Improving Self-supervised Molecular Representation Learning using Persistent Homology

Published: 21 Sept 2023, Last Modified: 10 Jan 2024NeurIPS 2023 posterEveryoneRevisionsBibTeX
Keywords: Graph Neural Networks, Molecular Representation Learning, Persistent Homology, Contrastive Learning, Self-supervised Learning
TL;DR: We propose novel approaches for self-supervised molecular representation learning based on persistent homology and thoroughly demonstrate their particular advantages.

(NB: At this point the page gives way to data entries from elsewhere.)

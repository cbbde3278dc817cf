//! Client error types

use serde::Deserialize;
use std::fmt;
use thiserror::Error;

/// Result type alias
pub type Result<T> = std::result::Result<T, ClientError>;

/// Application status reported when a directory does not exist.
pub const DIRECTORY_NOT_FOUND: i64 = 40406003;
/// Application status reported when a directory is already being deleted.
pub const DIRECTORY_DELETING: i64 = 40006007;

/// Client errors
#[derive(Error, Debug)]
pub enum ClientError {
    /// Caller-supplied argument failed a precondition
    #[error("Invalid input: {0}")]
    InvalidInput(String),

    /// Invalid configuration
    #[error("Configuration error: {0}")]
    Config(String),

    /// Network-level failure (connect, timeout, DNS, body read)
    #[error("HTTP error: {0}")]
    Http(#[from] reqwest::Error),

    /// Error status whose body is not a structured error envelope
    #[error("HTTP error {status}: {body}")]
    UnexpectedStatus { status: u16, body: String },

    /// Structured error reported by the API
    #[error("API error (status {status}): {message}")]
    Api { status: i64, message: String },

    /// The caller's cancellation token fired
    #[error("Operation cancelled")]
    Cancelled,

    /// Every attempt failed with a retryable error
    #[error("Request failed after {attempts} attempts: {source}")]
    RetriesExhausted {
        attempts: u32,
        #[source]
        source: Box<ClientError>,
    },

    /// A successful response broke the API contract
    #[error("Protocol violation: {0}")]
    Protocol(String),

    /// Response body could not be decoded
    #[error("Malformed response: {0}")]
    Decode(#[from] serde_json::Error),

    /// Signed upload endpoint answered with a non-2xx status
    #[error("Signed URL upload rejected ({status}): {body}")]
    SignedUrlRejected { status: u16, body: String },

    /// Directory does not exist
    #[error("Directory {directory} not found in bucket {bucket}")]
    DirectoryNotFound { bucket: String, directory: String },

    /// Directory is already marked for deletion
    #[error("Directory {directory} in bucket {bucket} is already marked for deletion")]
    DirectoryDeleting { bucket: String, directory: String },

    /// Resource not found
    #[error("Not found: {0}")]
    NotFound(String),

    /// Failure inside one phase of an upload session
    #[error("Upload session for bucket {bucket} failed while {phase}: {source}")]
    Session {
        phase: UploadPhase,
        bucket: String,
        #[source]
        source: Box<ClientError>,
    },

    /// Failure uploading a single file of a session
    #[error("Failed to upload file #{index} ({file_name}): {source}")]
    FileUpload {
        index: usize,
        file_name: String,
        #[source]
        source: Box<ClientError>,
    },
}

/// Coarse classification of a [`ClientError`]
#[derive(Clone, Copy, Debug, PartialEq, Eq)]
pub enum ErrorKind {
    InvalidInput,
    Transport,
    Application,
    ProtocolViolation,
    UpstreamFailure,
    Cancelled,
    NotFound,
}

/// Phase of the session upload protocol
#[derive(Clone, Copy, Debug, PartialEq, Eq)]
pub enum UploadPhase {
    /// Registering files and obtaining signed URLs
    Starting,
    /// Pushing file bytes to signed URLs
    Uploading,
    /// Closing the session
    Ending,
}

impl fmt::Display for UploadPhase {
    fn fmt(&self, f: &mut fmt::Formatter<'_>) -> fmt::Result {
        match self {
            Self::Starting => f.write_str("starting session"),
            Self::Uploading => f.write_str("uploading files"),
            Self::Ending => f.write_str("ending session"),
        }
    }
}

/// Error envelope returned by the API on failure
#[derive(Clone, Debug, Deserialize, PartialEq, Eq)]
pub struct ApiErrorBody {
    pub status: i64,
    pub message: String,
}

impl ClientError {
    /// Classify an error response body.
    ///
    /// A decodable `{status, message}` envelope becomes [`ClientError::Api`],
    /// anything else becomes [`ClientError::UnexpectedStatus`] with the raw text.
    pub fn from_error_body(status: u16, body: &[u8]) -> Self {
        match serde_json::from_slice::<ApiErrorBody>(body) {
            Ok(envelope) => Self::Api {
                status: envelope.status,
                message: envelope.message,
            },
            Err(_) => Self::UnexpectedStatus {
                status,
                body: String::from_utf8_lossy(body).into_owned(),
            },
        }
    }

    /// Kind of this error, looking through context wrappers
    pub fn kind(&self) -> ErrorKind {
        match self {
            Self::InvalidInput(_) | Self::Config(_) => ErrorKind::InvalidInput,
            Self::Http(_) | Self::UnexpectedStatus { .. } | Self::RetriesExhausted { .. } => {
                ErrorKind::Transport
            }
            Self::Api { .. } | Self::DirectoryDeleting { .. } => ErrorKind::Application,
            Self::Cancelled => ErrorKind::Cancelled,
            Self::Protocol(_) | Self::Decode(_) => ErrorKind::ProtocolViolation,
            Self::SignedUrlRejected { .. } => ErrorKind::UpstreamFailure,
            Self::DirectoryNotFound { .. } | Self::NotFound(_) => ErrorKind::NotFound,
            Self::Session { source, .. } | Self::FileUpload { source, .. } => source.kind(),
        }
    }

    /// Whether another attempt may succeed.
    ///
    /// Only transport-class failures qualify: connection, timeout and body
    /// read errors, or an error status without an API envelope. Requests that
    /// could not be built and cancellation never do.
    pub fn is_retryable(&self) -> bool {
        match self {
            Self::Http(e) => {
                !e.is_builder()
                    && !e.is_decode()
                    && (e.is_connect() || e.is_timeout() || e.is_request() || e.is_body())
            }
            Self::UnexpectedStatus { .. } => true,
            _ => false,
        }
    }

    /// Check if this is a "not found" error
    pub fn is_not_found(&self) -> bool {
        self.kind() == ErrorKind::NotFound
    }

    /// Check if this is a cancellation
    pub fn is_cancelled(&self) -> bool {
        self.kind() == ErrorKind::Cancelled
    }

    /// Application status code, if the server reported one
    pub fn api_status(&self) -> Option<i64> {
        match self {
            Self::Api { status, .. } => Some(*status),
            Self::Session { source, .. } | Self::FileUpload { source, .. } => source.api_status(),
            _ => None,
        }
    }

    /// Index of the file that stopped an upload session
    pub fn failed_file_index(&self) -> Option<usize> {
        match self {
            Self::FileUpload { index, .. } => Some(*index),
            Self::Session { source, .. } => source.failed_file_index(),
            _ => None,
        }
    }

    /// Phase an upload session failed in
    pub fn upload_phase(&self) -> Option<UploadPhase> {
        match self {
            Self::Session { phase, .. } => Some(*phase),
            _ => None,
        }
    }
}

#[cfg(test)]
mod tests {
    use super::*;
    use rstest::rstest;

    #[test]
    fn test_parse_api_error() {
        let body = br#"{"status": 404, "message": "x"}"#;

        match ClientError::from_error_body(404, body) {
            ClientError::Api { status, message } => {
                assert_eq!(status, 404);
                assert_eq!(message, "x");
            }
            other => panic!("Expected Api error, got {other:?}"),
        }
    }

    #[rstest]
    #[case(502, "<html>Bad Gateway</html>")]
    #[case(500, "")]
    #[case(400, r#"{"error": "missing message"}"#)]
    fn test_undecodable_body_is_transport(#[case] status: u16, #[case] body: &str) {
        let error = ClientError::from_error_body(status, body.as_bytes());

        match &error {
            ClientError::UnexpectedStatus { status: s, body: b } => {
                assert_eq!(*s, status);
                assert_eq!(b, body);
            }
            other => panic!("Expected UnexpectedStatus, got {other:?}"),
        }
        assert_eq!(error.kind(), ErrorKind::Transport);
        assert!(error.is_retryable());
    }

    #[test]
    fn test_kind_looks_through_context() {
        let error = ClientError::Session {
            phase: UploadPhase::Uploading,
            bucket: "b".into(),
            source: Box::new(ClientError::FileUpload {
                index: 1,
                file_name: "two.txt".into(),
                source: Box::new(ClientError::SignedUrlRejected {
                    status: 403,
                    body: "expired".into(),
                }),
            }),
        };

        assert_eq!(error.kind(), ErrorKind::UpstreamFailure);
        assert_eq!(error.failed_file_index(), Some(1));
        assert_eq!(error.upload_phase(), Some(UploadPhase::Uploading));
        assert!(!error.is_retryable());
    }

    #[test]
    fn test_builder_error_is_terminal() {
        let error = reqwest::Client::new()
            .get("not a url")
            .build()
            .unwrap_err();
        assert!(error.is_builder());

        let error = ClientError::from(error);
        assert_eq!(error.kind(), ErrorKind::Transport);
        assert!(!error.is_retryable());
    }

    #[test]
    fn test_cancellation_is_terminal() {
        assert!(!ClientError::Cancelled.is_retryable());
        assert!(ClientError::Cancelled.is_cancelled());
    }

    #[test]
    fn test_api_error_is_terminal() {
        let error = ClientError::Api {
            status: 40406003,
            message: "gone".into(),
        };
        assert!(!error.is_retryable());
        assert_eq!(error.api_status(), Some(DIRECTORY_NOT_FOUND));
    }
}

Abstract: Self-supervised learning (SSL) has great potential for molecular representation learning given the complexity of molecular graphs, the large amounts of unlabelled data available, the considerable cost of obtaining labels experimentally, and the hence often only small training datasets. The importance of the topic is reflected in the variety of paradigms and architectures that have been investigated recently, most focus on designing views for contrastive learning. In this paper, we study SSL based on persistent homology (PH), a mathematical tool for modeling topological features of data that persist across multiple scales. It has several unique features which particularly suit SSL, naturally offering: different views of the data, stability in terms of distance preservation, and the opportunity to flexibly incorporate domain knowledge. We (1) investigate an autoencoder, which shows the general representational power of PH, and (2) propose a contrastive loss that complements existing approaches. We rigorously evaluate our approach for molecular property prediction and demonstrate its particular features in improving the embedding space: after SSL, the representations are better and offer considerably more predictive power than the baselines over different probing tasks; our loss increases baseline performance, sometimes largely; and we often obtain substantial improvements over very small datasets, a common scenario in practice.